People are certainly telling you what they think you want to hear. That rule applies beyond the area of mental well-being, but let’s stick to that subject here. You are in a position that the people at your firm perceive – perhaps correctly – to be one that puts their career future in your power. That creates a lot of fear, especially for someone who is feeling vulnerable already. You are unlikely to change that dynamic in the short run.

Let’s dig a little deeper into the problem. You say you have a good handle on wellness initiatives in your workplace. Why do you have those initiatives? Presumably it is because you want the people you work with to be healthy as they can be. If that is your fundamental goal, then you can still have a real impact on workplace well-being even accepting that people will not give you honest feedback.

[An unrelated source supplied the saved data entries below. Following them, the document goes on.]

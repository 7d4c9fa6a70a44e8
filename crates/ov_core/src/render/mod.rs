//! What to show for one article.
//!
//! A displayable article can be shown as its body or as its metadata; the
//! reader picks. Anything else can only be shown as a failure notice. The
//! original URL is offered as an outbound link in every case, so it is not
//! part of these types.

pub mod markdown;

pub use markdown::{Alignment, Block, Document, Inline};

use crate::types::{Article, ArticleMetadata};
use serde::{Deserialize, Serialize};

/// Why an article has nothing to render, in order of precedence.
#[derive(Debug, Clone, Copy, PartialEq, Eq, Serialize)]
#[serde(rename_all = "snake_case")]
pub enum FailureReason {
    CrawlFailed,
    ExtractionFailed,
    NoArticleData,
}

impl FailureReason {
    /// `None` when the article is displayable.
    pub fn of(article: &Article) -> Option<Self> {
        if article.is_displayable() {
            None
        } else if !article.crawled() {
            Some(FailureReason::CrawlFailed)
        } else if !article.extracted() {
            Some(FailureReason::ExtractionFailed)
        } else {
            Some(FailureReason::NoArticleData)
        }
    }

    /// Short form used on article cards.
    pub fn label(self) -> &'static str {
        match self {
            FailureReason::CrawlFailed => "Failed to crawl",
            FailureReason::ExtractionFailed => "Failed to extract content",
            FailureReason::NoArticleData => "No article data available",
        }
    }

    /// Long form used on the article page.
    pub fn detail(self) -> &'static str {
        match self {
            FailureReason::CrawlFailed => "Failed to crawl this article",
            FailureReason::ExtractionFailed => "Failed to extract content from this article",
            FailureReason::NoArticleData => "No article data available",
        }
    }
}

/// The presentation a reader asked for.
#[derive(Debug, Clone, Copy, Default, PartialEq, Eq, Serialize, Deserialize)]
#[serde(rename_all = "snake_case")]
pub enum ViewMode {
    #[default]
    Body,
    Metadata,
}

/// The presentation actually produced for an article.
#[derive(Debug, Clone, PartialEq, Serialize)]
#[serde(tag = "view", rename_all = "snake_case")]
pub enum ArticleBody<'a> {
    Body { document: Document },
    Metadata { sections: Vec<MetadataSection<'a>> },
    Failure {
        reason: FailureReason,
        /// Diagnostic text, shown only behind a disclosure control.
        detail: Option<&'a str>,
    },
}

impl ArticleBody<'_> {
    pub fn mode(&self) -> Option<ViewMode> {
        match self {
            ArticleBody::Body { .. } => Some(ViewMode::Body),
            ArticleBody::Metadata { .. } => Some(ViewMode::Metadata),
            ArticleBody::Failure { .. } => None,
        }
    }
}

/// Picks the presentation for `article`. Failed articles always get the
/// failure notice whatever mode was requested.
pub fn render_article(article: &Article, requested: ViewMode) -> ArticleBody<'_> {
    let payload = match (FailureReason::of(article), article.payload()) {
        (None, Some(payload)) => payload,
        (reason, _) => {
            return ArticleBody::Failure {
                reason: reason.unwrap_or(FailureReason::NoArticleData),
                detail: article.error_detail(),
            }
        }
    };

    match requested {
        ViewMode::Body => ArticleBody::Body {
            document: Document::parse(article.markdown_source().unwrap_or_default()),
        },
        ViewMode::Metadata => ArticleBody::Metadata {
            sections: metadata_sections(payload),
        },
    }
}

#[derive(Debug, Clone, PartialEq, Serialize)]
#[serde(tag = "section", content = "value", rename_all = "snake_case")]
pub enum MetadataSection<'a> {
    Summary(&'a str),
    Source(&'a str),
    Published(String),
    Updated(String),
    Authors(String),
    Categories(&'a [String]),
    Tags(&'a [String]),
    KeyPoints(&'a [String]),
    Entities(&'a [String]),
    ContentType(&'a str),
    Paywall,
}

impl MetadataSection<'_> {
    pub fn title(&self) -> &'static str {
        match self {
            MetadataSection::Summary(_) => "Summary",
            MetadataSection::Source(_) => "Source",
            MetadataSection::Published(_) => "Published",
            MetadataSection::Updated(_) => "Updated",
            MetadataSection::Authors(_) => "Authors",
            MetadataSection::Categories(_) => "Categories",
            MetadataSection::Tags(_) => "Tags",
            MetadataSection::KeyPoints(_) => "Key Points",
            MetadataSection::Entities(_) => "Entities Mentioned",
            MetadataSection::ContentType(_) => "Content Type",
            MetadataSection::Paywall => "Paywall",
        }
    }
}

/// Sections for the metadata presentation. Absent or empty fields produce no
/// section at all.
pub fn metadata_sections(meta: &ArticleMetadata) -> Vec<MetadataSection<'_>> {
    let mut sections = Vec::new();
    if let Some(summary) = meta.summary() {
        sections.push(MetadataSection::Summary(summary));
    }
    if let Some(source) = meta.source() {
        sections.push(MetadataSection::Source(source));
    }
    if let Some(published) = meta.published() {
        sections.push(MetadataSection::Published(published.long_date()));
    }
    if let Some(updated) = meta.updated() {
        sections.push(MetadataSection::Updated(updated.long_date()));
    }
    if let Some(authors) = meta.authors() {
        sections.push(MetadataSection::Authors(authors.join(", ")));
    }
    if let Some(categories) = meta.categories() {
        sections.push(MetadataSection::Categories(categories));
    }
    if let Some(tags) = meta.tags() {
        sections.push(MetadataSection::Tags(tags));
    }
    if let Some(points) = meta.key_points() {
        sections.push(MetadataSection::KeyPoints(points));
    }
    if let Some(entities) = meta.entities() {
        sections.push(MetadataSection::Entities(entities));
    }
    if let Some(content_type) = meta.content_type() {
        sections.push(MetadataSection::ContentType(content_type));
    }
    if meta.paywalled() {
        sections.push(MetadataSection::Paywall);
    }
    sections
}

#[cfg(test)]
mod tests {
    use super::*;
    use crate::types::fixtures::article;
    use crate::types::Timestamp;

    #[test]
    fn test_failure_precedence() {
        let mut a = article("https://a.example", 1.0, false);
        a.extraction_success = Some(false);
        assert_eq!(FailureReason::of(&a), Some(FailureReason::CrawlFailed));
        assert_eq!(FailureReason::CrawlFailed.label().to_lowercase(), "failed to crawl");

        // crawl failure wins even when the other fields look fine
        a.extraction_success = Some(true);
        a.article = Some(ArticleMetadata::default());
        assert_eq!(FailureReason::of(&a), Some(FailureReason::CrawlFailed));

        a.crawl_success = Some(true);
        a.extraction_success = None;
        assert_eq!(FailureReason::of(&a), Some(FailureReason::ExtractionFailed));
        assert_eq!(
            FailureReason::ExtractionFailed.label().to_lowercase(),
            "failed to extract content"
        );

        a.extraction_success = Some(true);
        a.article = None;
        assert_eq!(FailureReason::of(&a), Some(FailureReason::NoArticleData));
        assert_eq!(
            FailureReason::NoArticleData.label().to_lowercase(),
            "no article data available"
        );

        a.article = Some(ArticleMetadata::default());
        assert_eq!(FailureReason::of(&a), None);
    }

    #[test]
    fn test_failed_articles_only_render_failure() {
        let a = article("https://a.example", 1.0, false);
        for mode in [ViewMode::Body, ViewMode::Metadata] {
            let body = render_article(&a, mode);
            assert_eq!(
                body,
                ArticleBody::Failure {
                    reason: FailureReason::CrawlFailed,
                    detail: Some("timeout"),
                }
            );
            assert_eq!(body.mode(), None);
        }
    }

    #[test]
    fn test_failure_without_error_text() {
        let mut a = article("https://a.example", 1.0, true);
        a.article = None;
        a.error = Some("  ".to_string());
        match render_article(&a, ViewMode::Body) {
            ArticleBody::Failure { reason, detail } => {
                assert_eq!(reason, FailureReason::NoArticleData);
                assert_eq!(detail, None);
            }
            other => panic!("unexpected {:?}", other),
        }
    }

    #[test]
    fn test_displayable_articles_switch_modes() {
        let mut a = article("https://a.example", 1.0, true);
        a.article = Some(ArticleMetadata {
            summary: Some("Short summary".to_string()),
            markdown_content: Some("## Body\n\ntext".to_string()),
            ..Default::default()
        });

        let body = render_article(&a, ViewMode::Body);
        assert_eq!(body.mode(), Some(ViewMode::Body));
        match body {
            ArticleBody::Body { document } => assert_eq!(document.blocks.len(), 2),
            other => panic!("unexpected {:?}", other),
        }

        let meta = render_article(&a, ViewMode::Metadata);
        assert_eq!(
            meta,
            ArticleBody::Metadata {
                sections: vec![MetadataSection::Summary("Short summary")],
            }
        );
    }

    #[test]
    fn test_body_without_markdown_is_empty() {
        let a = article("https://a.example", 1.0, true);
        match render_article(&a, ViewMode::Body) {
            ArticleBody::Body { document } => assert!(document.is_empty()),
            other => panic!("unexpected {:?}", other),
        }
    }

    #[test]
    fn test_metadata_sections_skip_absent_fields() {
        let meta = ArticleMetadata {
            source: Some("Example News".to_string()),
            published_date: Some(Timestamp::new("2025-01-14T09:00:00Z")),
            updated_date: Some(Timestamp::new("")),
            authors: Some(vec!["Jane Doe".to_string(), "John Roe".to_string()]),
            categories: Some(vec![]),
            tags: None,
            key_points: Some(vec!["Point one".to_string()]),
            has_paywall: Some(true),
            ..Default::default()
        };
        let sections = metadata_sections(&meta);
        let titles: Vec<&str> = sections.iter().map(MetadataSection::title).collect();
        assert_eq!(
            titles,
            vec!["Source", "Published", "Authors", "Key Points", "Paywall"]
        );
        assert_eq!(
            sections[1],
            MetadataSection::Published("January 14th, 2025".to_string())
        );
        assert_eq!(
            sections[2],
            MetadataSection::Authors("Jane Doe, John Roe".to_string())
        );

        assert!(metadata_sections(&ArticleMetadata::default()).is_empty());
    }
}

The single most helpful thing you can do as an individual to reduce the stigma associated with mental health and mental well-being in your workplace is to model what you might call non-stigmatic behaviour. Talk openly about what you do to manage your own mental health. If you have a brain, you have the potential for mental health challenges, just as the fact you have teeth means you have the potential for cavities. Get third-party help, whether that is therapy per se or other approaches such as coaching or just training in skills that help you maintain good mental health and talk about it. People will begin to treat mental health as something not to be ashamed of when they see others being unashamed about their own mental well-being. If the people around you see that you don’t think it is a big deal to get help and to acknowledge that your brain isn’t infallible, they will be more likely to adopt a similar attitude.

To adapt a saying that the environmental movement used for many years, this is an occasion to think globally and act locally. Are there big changes that need to happen to mitigate the effect of this work we do on our mental health?  For sure. High billable hour targets, imposing billable hour requirements on junior lawyers, compelling junior lawyers to engage in work that is inconsistent with their values and several other factors that for the time being seemed to be baked into our culture are all things that need to be tackled. However, none of those issues are going to be solved by workplace cultures that stigmatize mental health challenges.  As a managing partner you are one of the people with an outsized role in changing the culture of your workplace by publicly “walking the talk”.

Consider also making use of or creating outside channels for people to express their concerns about mental health in your workplace. Co-workers, and especially people in more senior positions at a workplace are in something of a conflict of interest when they try to be receptive to hearing about mental health issues because they are intimately connected to the career paths of the people they work with. The superior or peer you talk about your depression today may be the same person to decide what work you will get referred to you, whether you will get a promotion, or even whether you will be retained as an employee. Disclosing mental health challenges is high-risk when you think it could be used against you one day.

However, if your lawyers and staff know they can talk to someone outside of the firm, they can be more willing to be open. That outside channel could be your EAP provider, yes, but it could also be a peer support program offered by your local lawyer assistance program, 12-step programs or any number of other possibilities. You could also gain something of what you’re looking for by participating in those yourself. No, you won’t hear feedback directly about the people in your firm, but if you and/or your firm participates in those kinds of programs you will gain a sense of how the community in general is doing. Again, assuming your goal fundamentally is to help the people in your firm be as well as they can be, there is no harm in making use of those outside resources to help them.